Dios Inmortal de la Guerra - Capítulo 531
Tamaño de Fuente
Tipo de Fuente
Color de Fondo
531: 528 531: 528 —¡Oriole!
Pan Wuyan miraba fijamente a Qin Feiyang, como si se hubiera convertido en un iceberg, su cuerpo emanando un frío que calaba hasta los huesos.
—¡Mátalo rápido y recupera la Llama de Elixir!
—ordenó Yan Tianfeng.
—Ma San, ayúdame, y te aseguro una vida llena de lujos y riquezas interminables por el resto de tus días —suplicó Mo Wushen—.
¡Incluso podrías tener la oportunidad de entrar a la Capital Imperial conmigo!
Al mismo tiempo, Mo Wushen también buscó la ayuda de Qin Feiyang, ofreciendo términos atractivos.
—¡Buscando la muerte!
—Yan Tianfeng estalló en ira, sus ojos brillando con una ferocidad aterradora mientras golpeaba el pecho de Mo Wushen con la palma.
—AAAH…
—Mo Wushen dejó escapar un grito miserable.
Su pecho se hundió y cayó como un meteoro hacia las montañas de abajo.

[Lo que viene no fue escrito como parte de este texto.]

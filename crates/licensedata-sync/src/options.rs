//! Generation configuration.

use licensedata_core::OutputOptions;

use crate::fetch::FailurePolicy;

/// SPDX license list with every license and exception inline.
pub const SPDX_LICENSES_RDF_URL: &str =
    "https://raw.githubusercontent.com/spdx/license-list-data/refs/heads/main/rdfxml/licenses.rdf";
pub const SPDX_LICENSES_INDEX_URL: &str = "https://spdx.org/licenses/licenses.json";
pub const SPDX_EXCEPTIONS_INDEX_URL: &str = "https://spdx.org/licenses/exceptions.json";

pub const DEFAULT_UPDATE_FREQUENCY_HOURS: u32 = 24;

/// Where registry data comes from.
#[derive(Debug, Clone, PartialEq, Eq)]
pub enum RegistrySource {
    /// One RDF/XML document holding every entry.
    Rdf { url: String },
    /// JSON index documents whose entries point at per-item detail documents.
    JsonIndex {
        licenses_url: String,
        exceptions_url: String,
    },
}

impl RegistrySource {
    pub fn rdf() -> Self {
        Self::Rdf {
            url: SPDX_LICENSES_RDF_URL.to_string(),
        }
    }

    pub fn json_index() -> Self {
        Self::JsonIndex {
            licenses_url: SPDX_LICENSES_INDEX_URL.to_string(),
            exceptions_url: SPDX_EXCEPTIONS_INDEX_URL.to_string(),
        }
    }
}

impl Default for RegistrySource {
    fn default() -> Self {
        Self::rdf()
    }
}

#[derive(Debug, Clone)]
pub struct GenerateOptions {
    /// Which optional text fields are written.
    pub output: OutputOptions,
    /// Report progress at info level instead of debug.
    pub verbose: bool,
    /// Files older than this many hours are regenerated.
    pub update_frequency_hours: u32,
    pub source: RegistrySource,
    pub on_failure: FailurePolicy,
}

impl Default for GenerateOptions {
    fn default() -> Self {
        Self {
            output: OutputOptions::default(),
            verbose: false,
            update_frequency_hours: DEFAULT_UPDATE_FREQUENCY_HOURS,
            source: RegistrySource::default(),
            on_failure: FailurePolicy::default(),
        }
    }
}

—Ma San, siempre que me ayudes ahora, el asunto de haber matado a mi hermano quedará limpio —rugió Mo Wushen—.
No solo eso, te deberé un favor, ¡uno que seguramente pagaré al doble en el futuro!
Claramente, Yan Tianfeng y Pan Wuyan estaban decididos a matarlo.
Si alguien más hubiera estado presente, definitivamente no le habría pedido ayuda a Qin Feiyang, porque también lo despreciaba.
Pero ahora, no tenía otra opción más que tragarse su orgullo para sobrevivir.
—¿Pagarme generosamente?
—Al escuchar las palabras de Mo Wushen, Qin Feiyang sacudió la cabeza y soltó una risita—.
Aunque no había pasado mucho tiempo con Mo Wushen, podía notar que era una persona vengativa.
Estaba seguro de que en el momento en que Mo Wushen escapara y se recuperara, inmediatamente vendría a buscar problemas.
Si le ayudaba ahora, ¡esencialmente estaría invitando a un desastre futuro!
No era tan tonto.
¡BOOM!
Con un fuerte estruendo, Mo Wushen se estrelló contra el suelo, creando un pozo profundo.
Yacía allí, apenas respirando e incapaz de moverse.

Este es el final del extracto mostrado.